Hace poco leí Los Pichiciegos. Entonces tomé contacto con otra forma de soldados y con otra forma de guerra. La forma que Fogwill decidió fabricar. ¿Habrán existido los pichis? No sé. No me alcanza la curiosidad para investigar, ni siquiera para googlear, si en Malvinas pasó algo parecido a lo que escribió Fogwill, según él mismo dijo, en una sola noche. Seguro que sí, pero no tengo ganas de confirmarlo. No me gusta contaminar las historias con datos de la realidad, siento que se deslucen. Me basta con poder pensar en la posibilidad de que hayan existido esos soldados que aguantaban la guerra adentro de un pozo. Las películas que vi acerca de muchas guerras, incluso otros libros que leí, acerca, tal vez, de las mismas guerras, no me sirvieron para dimensionar el fenómeno más allá de palabras demasiado abstractas, como, por ejemplo, atrocidad, degradación, y así. Los pichis la pasaban mal, y se degradaban, y vivían situaciones bastante atroces, pero también bastante concretas. El despliegue de detalles en esas voces que se vuelven tan familiares, me hizo sentir muy cerca de ellos mientras leía, aunque no estuvieran haciendo la guerra como yo suponía que los soldados hacían la guerra, ni tirando bombas, aunque fueran unos tremendos desertores, desertores y transas. Yo, si tuviera que estar en esa situación de guerra, sin dudarlo, elegiría meterme adentro del pozo a aguantar, a dejar que pase, a observar. 

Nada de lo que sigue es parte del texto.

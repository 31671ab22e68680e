//! # OpenAI Embedding Service
//!
//! [`EmbeddingService`] backed by the OpenAI embeddings API (or any OpenAI-compatible
//! endpoint via a base URL). This is the provider the memory CLI wires in; library
//! callers are free to supply their own.
//!
//! ## Example
//!
//! ```rust,no_run
//! use embedding::EmbeddingService;
//! use openai_embedding::OpenAIEmbedding;
//!
//! async fn example() -> Result<(), anyhow::Error> {
//!     let service = OpenAIEmbedding::new("sk-...".to_string(), "text-embedding-3-small".to_string());
//!     let vector = service.embed("heap space failure").await?;
//!     println!("dimension: {}", vector.len());
//!     Ok(())
//! }
//! ```
//!
//! Every request carries its own timeout so a stalled endpoint surfaces as an error
//! instead of hanging a memory write.

use async_openai::{config::OpenAIConfig, types::CreateEmbeddingRequestArgs, Client};
use async_trait::async_trait;
use embedding::{EmbeddingConfig, EmbeddingService};
use std::time::Duration;
use tracing::{debug, info, instrument, warn};

const DEFAULT_MODEL: &str = "text-embedding-3-small";
const EMBED_TIMEOUT: Duration = Duration::from_secs(30);
const EMBED_BATCH_TIMEOUT: Duration = Duration::from_secs(60);
const LOG_PREVIEW_LEN: usize = 200;

/// OpenAI embedding service. Holds the async-openai client and model name.
#[derive(Debug, Clone)]
pub struct OpenAIEmbedding {
    client: Client<OpenAIConfig>,
    model: String,
}

impl OpenAIEmbedding {
    /// Creates a service for `model`. An empty `api_key` falls back to OPENAI_API_KEY.
    pub fn new(api_key: String, model: String) -> Self {
        Self::new_with_base_url(api_key, model, None)
    }

    /// Creates a service that sends requests to `base_url` when it is set and non-empty.
    pub fn new_with_base_url(api_key: String, model: String, base_url: Option<&str>) -> Self {
        let api_key = if api_key.is_empty() {
            std::env::var("OPENAI_API_KEY").unwrap_or_default()
        } else {
            api_key
        };

        let mut openai_config = OpenAIConfig::new().with_api_key(api_key);
        if let Some(url) = base_url.filter(|s| !s.is_empty()) {
            openai_config = openai_config.with_api_base(url);
        }

        Self {
            client: Client::with_config(openai_config),
            model,
        }
    }

    /// Creates a service with the default model.
    pub fn with_api_key(api_key: String) -> Self {
        Self::new(api_key, DEFAULT_MODEL.to_string())
    }

    /// Builds a service from an [`EmbeddingConfig`] (model, key, optional base URL).
    pub fn from_config(config: &dyn EmbeddingConfig) -> Self {
        Self::new_with_base_url(
            config.openai_api_key().to_string(),
            config.model().to_string(),
            config.openai_base_url(),
        )
    }

    /// Returns the embedding model name.
    pub fn model(&self) -> &str {
        &self.model
    }

    async fn request(&self, inputs: Vec<&str>, timeout: Duration) -> Result<Vec<Vec<f32>>, anyhow::Error> {
        let expected = inputs.len();
        let request = CreateEmbeddingRequestArgs::default()
            .model(self.model.clone())
            .input(inputs)
            .build()?;

        let embeddings = self.client.embeddings();
        let response = match tokio::time::timeout(timeout, embeddings.create(request)).await {
            Ok(Ok(r)) => {
                debug!("OpenAI embed response received");
                r
            }
            Ok(Err(e)) => {
                warn!(error = %e, "OpenAI embed request failed");
                return Err(e.into());
            }
            Err(_) => {
                warn!(timeout_secs = timeout.as_secs(), "OpenAI embed request timed out");
                anyhow::bail!(
                    "OpenAI embed request timed out after {} seconds",
                    timeout.as_secs()
                );
            }
        };

        let mut data = response.data;
        data.sort_by_key(|item| item.index);
        let vectors: Vec<Vec<f32>> = data.into_iter().map(|item| item.embedding).collect();

        if vectors.len() != expected {
            warn!(expected, got = vectors.len(), "OpenAI embed response count mismatch");
            anyhow::bail!("Expected {} embeddings, got {}", expected, vectors.len());
        }
        if let Some(first) = vectors.first() {
            if vectors.iter().any(|v| v.len() != first.len()) {
                anyhow::bail!("OpenAI embed response mixes vector widths");
            }
        }
        Ok(vectors)
    }
}

/// Truncates `text` to at most `max_chars` characters for log output.
fn preview(text: &str, max_chars: usize) -> String {
    match text.char_indices().nth(max_chars) {
        Some((idx, _)) => format!("{}...", &text[..idx]),
        None => text.to_string(),
    }
}

#[async_trait]
impl EmbeddingService for OpenAIEmbedding {
    #[instrument(skip(self, text), fields(model = %self.model, text_len = text.len()))]
    async fn embed(&self, text: &str) -> Result<Vec<f32>, anyhow::Error> {
        info!(text_preview = %preview(text, LOG_PREVIEW_LEN), "embedding request");
        let mut vectors = self.request(vec![text], EMBED_TIMEOUT).await?;
        let embedding = vectors
            .pop()
            .ok_or_else(|| anyhow::anyhow!("No embedding in response"))?;
        info!(dimension = embedding.len(), "embedding done");
        Ok(embedding)
    }

    #[instrument(skip(self, texts), fields(model = %self.model, batch_size = texts.len()))]
    async fn embed_batch(&self, texts: &[String]) -> Result<Vec<Vec<f32>>, anyhow::Error> {
        if texts.is_empty() {
            debug!("OpenAI embed_batch empty input, skipping");
            return Ok(vec![]);
        }
        let timeout = if texts.len() == 1 { EMBED_TIMEOUT } else { EMBED_BATCH_TIMEOUT };
        let inputs: Vec<&str> = texts.iter().map(|s| s.as_str()).collect();
        let vectors = self.request(inputs, timeout).await?;
        info!(
            count = vectors.len(),
            dimension = vectors.first().map(|v| v.len()).unwrap_or(0),
            "embedding batch done"
        );
        Ok(vectors)
    }
}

Comprábamos soldaditos nuevos para reponer los que quemábamos en la chimenea, no era muy bueno nuestro negocio, se rió mi hermano antes de cortar. Yo también me reí. Después pensé en esos soldaditos, achicharrados en el borde de la chimenea, muertos de asfixia por una calefacción mal oxigenada, igual que Croto, igual que los pichis de Fogwill.


Luciana.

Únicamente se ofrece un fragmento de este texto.